-------- PROVIDED MATERIAL
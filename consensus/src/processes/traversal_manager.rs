use crate::model::stores::{ghostdag::GhostdagStoreReader, relations::RelationsStoreReader};
use blockdag_consensus_core::{
    BlockId, BlockIdSet,
    errors::traversal::{TraversalError, TraversalResult},
};

/// Cone queries over the parent/child adjacency. All traversals are iterative with an explicit
/// visited set, so deep chains never grow the call stack.
pub struct DagTraversalManager<'a, T: GhostdagStoreReader, S: RelationsStoreReader> {
    ghostdag_store: &'a T,
    relations_store: &'a S,
}

impl<'a, T: GhostdagStoreReader, S: RelationsStoreReader> DagTraversalManager<'a, T, S> {
    pub fn new(ghostdag_store: &'a T, relations_store: &'a S) -> Self {
        Self { ghostdag_store, relations_store }
    }

    /// Strict ancestors of `block`
    pub fn past_cone(&self, block: BlockId) -> TraversalResult<BlockIdSet> {
        let parents = self.relations_store.get_parents(block)?;
        self.past_of_parents(&parents)
    }

    /// The union of `parents` and their past cones, i.e. the past cone of a (possibly not yet
    /// inserted) block with these parents
    pub fn past_of_parents(&self, parents: &[BlockId]) -> TraversalResult<BlockIdSet> {
        let mut visited: BlockIdSet = parents.iter().copied().collect();
        let mut stack: Vec<BlockId> = parents.to_vec();
        while let Some(current) = stack.pop() {
            for parent in self.relations_store.get_parents(current)?.iter() {
                if visited.insert(*parent) {
                    stack.push(*parent);
                }
            }
        }
        Ok(visited)
    }

    /// Strict descendants of `block`
    pub fn future_cone(&self, block: BlockId) -> TraversalResult<BlockIdSet> {
        self.collect_future(block, |_| true)
    }

    /// Descendants of `block` which lie inside `space`. For a `space` closed under taking
    /// ancestors (such as any past cone) this is exactly `future_cone(block) ∩ space`.
    pub fn future_cone_within(&self, block: BlockId, space: &BlockIdSet) -> TraversalResult<BlockIdSet> {
        self.collect_future(block, |child| space.contains(&child))
    }

    fn collect_future(&self, block: BlockId, include: impl Fn(BlockId) -> bool) -> TraversalResult<BlockIdSet> {
        let mut visited = BlockIdSet::new();
        let mut stack = vec![block];
        while let Some(current) = stack.pop() {
            for child in self.relations_store.get_children(current)?.iter() {
                if include(*child) && visited.insert(*child) {
                    stack.push(*child);
                }
            }
        }
        Ok(visited)
    }

    /// `space \ past(block) \ future(block) \ {block}` for an ancestor-closed `space`
    pub fn anticone_within(&self, block: BlockId, space: &BlockIdSet) -> TraversalResult<BlockIdSet> {
        let past = self.past_cone(block)?;
        let future = self.future_cone_within(block, space)?;
        Ok(space.iter().copied().filter(|x| *x != block && !past.contains(x) && !future.contains(x)).collect())
    }

    /// Anticone of `block` restricted to `past(reference) ∪ {reference}`.
    ///
    /// Fails with [`TraversalError::NotAnAncestor`] unless `block` is `reference` itself or lies in its past.
    pub fn anticone_in_past(&self, block: BlockId, reference: BlockId) -> TraversalResult<BlockIdSet> {
        let mut space = self.past_cone(reference)?;
        if block == reference {
            return Ok(BlockIdSet::new());
        }
        if !space.contains(&block) {
            return Err(TraversalError::NotAnAncestor(block, reference));
        }
        space.insert(reference);
        self.anticone_within(block, &space)
    }

    /// Walks the selected parent chain of `block` down to its root
    pub fn genesis_of(&self, block: BlockId) -> TraversalResult<BlockId> {
        let mut current = block;
        while let Some(selected_parent) = self.ghostdag_store.get_selected_parent(current)? {
            current = selected_parent;
        }
        Ok(current)
    }

    /// Unbounded anticone of `block` relative to the whole DAG reachable from genesis
    pub fn anticone(&self, block: BlockId) -> TraversalResult<BlockIdSet> {
        let genesis = self.genesis_of(block)?;
        let mut space = self.future_cone(genesis)?;
        space.insert(genesis);
        let past = self.past_cone(block)?;
        let future = self.future_cone(block)?;
        Ok(space.into_iter().filter(|x| *x != block && !past.contains(x) && !future.contains(x)).collect())
    }
}
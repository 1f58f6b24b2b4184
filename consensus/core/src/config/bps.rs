use crate::{
    KType,
    config::constants::consensus::NETWORK_DELAY_BOUND,
    errors::config::{ConfigError, ConfigResult},
};
use serde::{Deserialize, Serialize};
use std::collections::BTreeMap;

/// Calculates the k parameter of the GHOSTDAG protocol such that anticones larger than k will be created
/// with probability less than `delta` (follows eq. 1 from section 4.2 of the PHANTOM paper)
/// `x` is expected to be 2Dλ where D is the maximal network delay and λ is the block mining rate.
/// `delta` is an upper bound for the probability of anticones larger than k.
/// Returns the minimal k such that the above conditions hold, or `KOutOfRange` if it exceeds `KType::MAX`.
pub fn calculate_ghostdag_k(x: f64, delta: f64) -> ConfigResult<u64> {
    if x.is_nan() || x <= 0.0 {
        return Err(ConfigError::NonPositiveValue("x", x));
    }
    if delta.is_nan() || delta <= 0.0 || delta >= 1.0 {
        return Err(ConfigError::InvalidDelta(delta));
    }
    // Poisson terms e^-x * x^k / k! are accumulated in log space, since e^-x underflows for large x
    let (mut k_hat, mut sigma, mut log_term, log_x) = (0u64, 0.0, -x, x.ln());
    loop {
        sigma += log_term.exp();
        if 1.0 - sigma < delta {
            return Ok(k_hat);
        }
        if k_hat >= KType::MAX as u64 || !sigma.is_finite() {
            return Err(ConfigError::KOutOfRange(k_hat + 1));
        }
        k_hat += 1;
        log_term += log_x - (k_hat as f64).ln();
    }
}

/// Returns the k matching a network producing `bps` blocks per second with delays bounded by `max_delay` seconds
pub fn k_from_network(bps: f64, max_delay: f64, delta: f64) -> ConfigResult<u64> {
    if bps.is_nan() || bps <= 0.0 {
        return Err(ConfigError::NonPositiveValue("bps", bps));
    }
    if max_delay.is_nan() || max_delay <= 0.0 {
        return Err(ConfigError::NonPositiveValue("max_delay", max_delay));
    }
    calculate_ghostdag_k(2.0 * max_delay * bps, delta)
}

/// The range of block rates which all map to the same k
#[derive(Clone, Copy, Debug, PartialEq, Serialize, Deserialize)]
pub struct KThreshold {
    pub k: KType,
    pub min_bps: f64,
    pub max_bps: f64,
    pub min_seconds: u64,
    pub max_seconds: u64,
}

/// Scans block rates of 1, 1/2, ..., 1/`max_seconds_per_block` blocks per second and groups
/// them by the k each one requires. The result is sorted by ascending k.
pub fn k_thresholds(max_delay: f64, delta: f64, max_seconds_per_block: u64) -> ConfigResult<Vec<KThreshold>> {
    let mut rates: BTreeMap<u64, Vec<f64>> = BTreeMap::new();
    for seconds_per_block in 1..=max_seconds_per_block {
        let bps = 1.0 / seconds_per_block as f64;
        let k = k_from_network(bps, max_delay, delta)?;
        rates.entry(k).or_default().push(bps);
    }

    rates
        .into_iter()
        .map(|(k, rates)| {
            let k = KType::try_from(k).map_err(|_| ConfigError::KOutOfRange(k))?;
            let min_bps = rates.iter().copied().fold(f64::INFINITY, f64::min);
            let max_bps = rates.iter().copied().fold(f64::NEG_INFINITY, f64::max);
            Ok(KThreshold {
                k,
                min_bps,
                max_bps,
                // Rates are exact reciprocals of whole seconds, so rounding recovers the integer
                min_seconds: (1.0 / max_bps).round() as u64,
                max_seconds: (1.0 / min_bps).round() as u64,
            })
        })
        .collect()
}

/// Which network quantity to hold fixed when solving for parameters yielding a target k
#[derive(Clone, Copy, Debug, PartialEq)]
pub enum NetworkConstraint {
    FixedDelay(f64),
    FixedBps(f64),
    /// Use [`NETWORK_DELAY_BOUND`] and the slowest block rate mapping to the target k
    Unconstrained,
}

#[derive(Clone, Copy, Debug, PartialEq, Serialize, Deserialize)]
pub struct NetworkParams {
    pub k: KType,
    pub delay: f64,
    pub bps: f64,
    /// The product 2Dλ
    pub x: f64,
}

/// Solves for network conditions resulting in `target_k`, holding either the delay or the block rate fixed
pub fn network_params_for_k(
    target_k: KType,
    constraint: NetworkConstraint,
    max_delay: f64,
    delta: f64,
    max_seconds_per_block: u64,
) -> ConfigResult<NetworkParams> {
    let threshold = k_thresholds(max_delay, delta, max_seconds_per_block)?
        .into_iter()
        .find(|t| t.k == target_k)
        .ok_or(ConfigError::UnknownKThreshold(target_k))?;
    let x = 2.0 * max_delay * threshold.min_bps;

    let params = match constraint {
        NetworkConstraint::FixedDelay(delay) => {
            if delay.is_nan() || delay <= 0.0 {
                return Err(ConfigError::NonPositiveValue("delay", delay));
            }
            NetworkParams { k: target_k, delay, bps: x / (2.0 * delay), x }
        }
        NetworkConstraint::FixedBps(bps) => {
            if bps.is_nan() || bps <= 0.0 {
                return Err(ConfigError::NonPositiveValue("bps", bps));
            }
            NetworkParams { k: target_k, delay: x / (2.0 * bps), bps, x }
        }
        NetworkConstraint::Unconstrained => NetworkParams { k: target_k, delay: NETWORK_DELAY_BOUND, bps: threshold.min_bps, x },
    };
    Ok(params)
}
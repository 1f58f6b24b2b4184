//!
//! Logger bootstrap on top of `log4rs`, plus re-exports of the `log` macros so that
//! workspace crates log through `blockdag_core::log::*`.
//!

mod appender;
mod consts;
mod logger;

pub use log::{Level, LevelFilter, debug, error, info, log_enabled, trace, warn};

use appender::AppenderSpec;
use consts::{CONSOLE_APPENDER, DEFAULT_LOGGER_ENV, ERR_LOG_FILE_APPENDER, ERR_LOG_FILE_NAME, LOG_FILE_APPENDER, LOG_FILE_NAME};
use log4rs::config::{Config, Root};
use thiserror::Error;

#[derive(Debug, Error)]
pub enum LogError {
    #[error("Logger spec parsing error: {0}")]
    ParseLoggerSpecError(String),

    #[error("log path is not valid UTF-8: {0}")]
    InvalidLogPath(String),

    #[error("appender error: {0}")]
    AppenderError(String),

    #[error("logger configuration error: {0}")]
    ConfigError(String),

    #[error("a global logger is already set")]
    AlreadyInitialized(#[from] log::SetLoggerError),
}

/// Builds and installs the global logger. Output always goes to the console; when `log_dir`
/// is provided, a rolling log file and an error-only rolling log file are written there too.
///
/// `filters` follows the `RUST_LOG` syntax and is applied on top of the `RUST_LOG` environment variable.
pub fn init_logger(log_dir: Option<&str>, filters: &str) -> Result<(), LogError> {
    let loggers = logger::Builder::new().parse_env(DEFAULT_LOGGER_ENV).parse_expression(filters).build();

    let mut appenders = vec![AppenderSpec::console(CONSOLE_APPENDER, None)];
    if let Some(log_dir) = log_dir {
        appenders.push(AppenderSpec::roller(LOG_FILE_APPENDER, None, log_dir, LOG_FILE_NAME)?);
        appenders.push(AppenderSpec::roller(ERR_LOG_FILE_APPENDER, Some(LevelFilter::Warn), log_dir, ERR_LOG_FILE_NAME)?);
    }
    let names = appenders.iter().map(|x| x.name).collect::<Vec<_>>();

    let config = Config::builder()
        .appenders(appenders.into_iter().map(|x| x.appender()))
        .loggers(loggers.items())
        .build(Root::builder().appenders(names).build(loggers.root_level()))
        .map_err(|err| LogError::ConfigError(err.to_string()))?;

    log4rs::init_config(config)?;
    Ok(())
}

/// Console-only logger for tests. Safe to call repeatedly; only the first call installs a logger.
pub fn try_init_logger(filters: &str) {
    let _ = init_logger(None, filters);
}
use super::protocol::GhostdagManager;
use crate::model::stores::{ghostdag::GhostdagStoreReader, relations::RelationsStoreReader};
use blockdag_consensus_core::{BlockId, errors::store::StoreResult};
use serde::{Deserialize, Serialize};
use std::cmp::{Ordering, Reverse};

/// A block keyed by (blue score, id). Ascending order is the merge set classification order.
#[derive(Clone, Copy, Debug, Eq, Serialize, Deserialize)]
pub struct SortableBlock {
    pub id: BlockId,
    pub blue_score: u64,
}

impl SortableBlock {
    pub fn new(id: BlockId, blue_score: u64) -> Self {
        Self { id, blue_score }
    }
}

impl PartialEq for SortableBlock {
    fn eq(&self, other: &Self) -> bool {
        self.id == other.id
    }
}

impl PartialOrd for SortableBlock {
    fn partial_cmp(&self, other: &Self) -> Option<Ordering> {
        Some(self.cmp(other))
    }
}

impl Ord for SortableBlock {
    fn cmp(&self, other: &Self) -> Ordering {
        self.blue_score.cmp(&other.blue_score).then_with(|| self.id.cmp(&other.id))
    }
}

/// Picks the block with the highest blue score, breaking ties in favor of the lowest id.
///
/// This is the single comparator behind both selected parent choice and sink selection.
pub fn select_heaviest(candidates: impl IntoIterator<Item = SortableBlock>) -> Option<BlockId> {
    candidates.into_iter().max_by_key(|block| (block.blue_score, Reverse(block.id))).map(|block| block.id)
}

/// Reads blue scores for `blocks` and returns the heaviest one, if any
pub fn find_heaviest(
    store: &(impl GhostdagStoreReader + ?Sized),
    blocks: impl IntoIterator<Item = BlockId>,
) -> StoreResult<Option<BlockId>> {
    let candidates = blocks
        .into_iter()
        .map(|id| store.get_blue_score(id).map(|blue_score| SortableBlock::new(id, blue_score)))
        .collect::<StoreResult<Vec<_>>>()?;
    Ok(select_heaviest(candidates))
}

impl<T: GhostdagStoreReader, S: RelationsStoreReader> GhostdagManager<'_, T, S> {
    pub fn find_selected_parent(&self, parents: impl IntoIterator<Item = BlockId>) -> StoreResult<Option<BlockId>> {
        find_heaviest(self.ghostdag_store, parents)
    }

    /// Sorts `blocks` ascending by (blue score, id)
    pub fn sort_blocks(&self, blocks: impl IntoIterator<Item = BlockId>) -> StoreResult<Vec<BlockId>> {
        let mut sorted_blocks = blocks
            .into_iter()
            .map(|id| self.ghostdag_store.get_blue_score(id).map(|blue_score| SortableBlock::new(id, blue_score)))
            .collect::<StoreResult<Vec<_>>>()?;
        sorted_blocks.sort();
        Ok(sorted_blocks.into_iter().map(|block| block.id).collect())
    }
}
----------------
_TASK OBJECTIVE_. Starting with the line above that holds "BlockId, reference: BlockId)" and stopping with the line that holds "let genesis = self.genesis_of(block)?;", reproduce each line exactly, omitting all other lines.

_WRITTEN ANSWER_.
    pub fn anticone_in_past(&self, block: BlockId, reference: BlockId) -> TraversalResult<BlockIdSet> {
        let mut space = self.past_cone(reference)?;
        if block == reference {
            return Ok(BlockIdSet::new());
        }
        if !space.contains(&block) {
            return Err(TraversalError::NotAnAncestor(block, reference));
        }
        space.insert(reference);
        self.anticone_within(block, &space)
    }

    /// Walks the selected parent chain of `block` down to its root
    pub fn genesis_of(&self, block: BlockId) -> TraversalResult<BlockId> {
        let mut current = block;
        while let Some(selected_parent) = self.ghostdag_store.get_selected_parent(current)? {
            current = selected_parent;
        }
        Ok(current)
    }

    /// Unbounded anticone of `block` relative to the whole DAG reachable from genesis
    pub fn anticone(&self, block: BlockId) -> TraversalResult<BlockIdSet> {
        let genesis = self.genesis_of(block)?;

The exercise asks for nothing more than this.